Bao Bao (, meaning "treasure"; colloquially meaning "baby") is a female giant panda cub who was born at the National Zoo in Washington D.C. She lived at the Zoo for four years until February 2017. She is currently located at the China Conservation and Research Center for the Giant Panda in Sichuan Province. She is the sister of Tai Shan, Bei Bei and Xiao Qi Ji.

Life 
Bao Bao was born on August 23, 2013, at 5:30 PM, together with a twin that was stillborn the day after she was born, at the National Zoo in Washington D.C. The cub of Mei Xiang and Tian Tian, Bao Bao is a result of artificial insemination of Mei Xiang on March 23, 2013.

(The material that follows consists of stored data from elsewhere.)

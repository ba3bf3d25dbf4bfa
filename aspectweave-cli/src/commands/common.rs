use std::path::{Path, PathBuf};

use anyhow::Context;
use aspectweave::{file, metadata::module::Module, resolver::Resolver, WeaveConfig};

/// Load a module file.
pub fn load_module(path: &Path) -> anyhow::Result<Module> {
    file::load_module(path).with_context(|| format!("failed to load module: {}", path.display()))
}

/// Build a resolver over the `;`-separated reference list.
pub fn load_resolver(references: &str) -> anyhow::Result<Resolver> {
    let paths: Vec<PathBuf> = WeaveConfig::new("").with_reference_list(references).references;
    Resolver::with_references(&paths).context("failed to load reference modules")
}

/// Display-friendly filename of a path.
pub fn file_display_name(path: &Path) -> String {
    path.file_name().map_or_else(
        || path.display().to_string(),
        |f| f.to_string_lossy().to_string(),
    )
}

Giant pandas are listed as a vulnerable species, and are protected in part by conservation efforts at reservations and in zoos such as the Smithsonian National Zoo in Washington D.C. Bao Bao is one of only several hundred giant pandas alive today in captivity, among fewer than 2,000 giant pandas in the world, the first surviving panda cub born at the National Zoo since Tai Shan in 2005.

In 2013, there were an unusually high number of giant panda cub births in zoos around the world. In addition to Bao Bao, other giant panda cubs were born in 2013 include: Yuan Zai in Taiwan, twin cubs Mei Lun and Mei Huan at Zoo Atlanta, Fu Bao at Zoo Vienna and Xing Bao at Zoo Madrid.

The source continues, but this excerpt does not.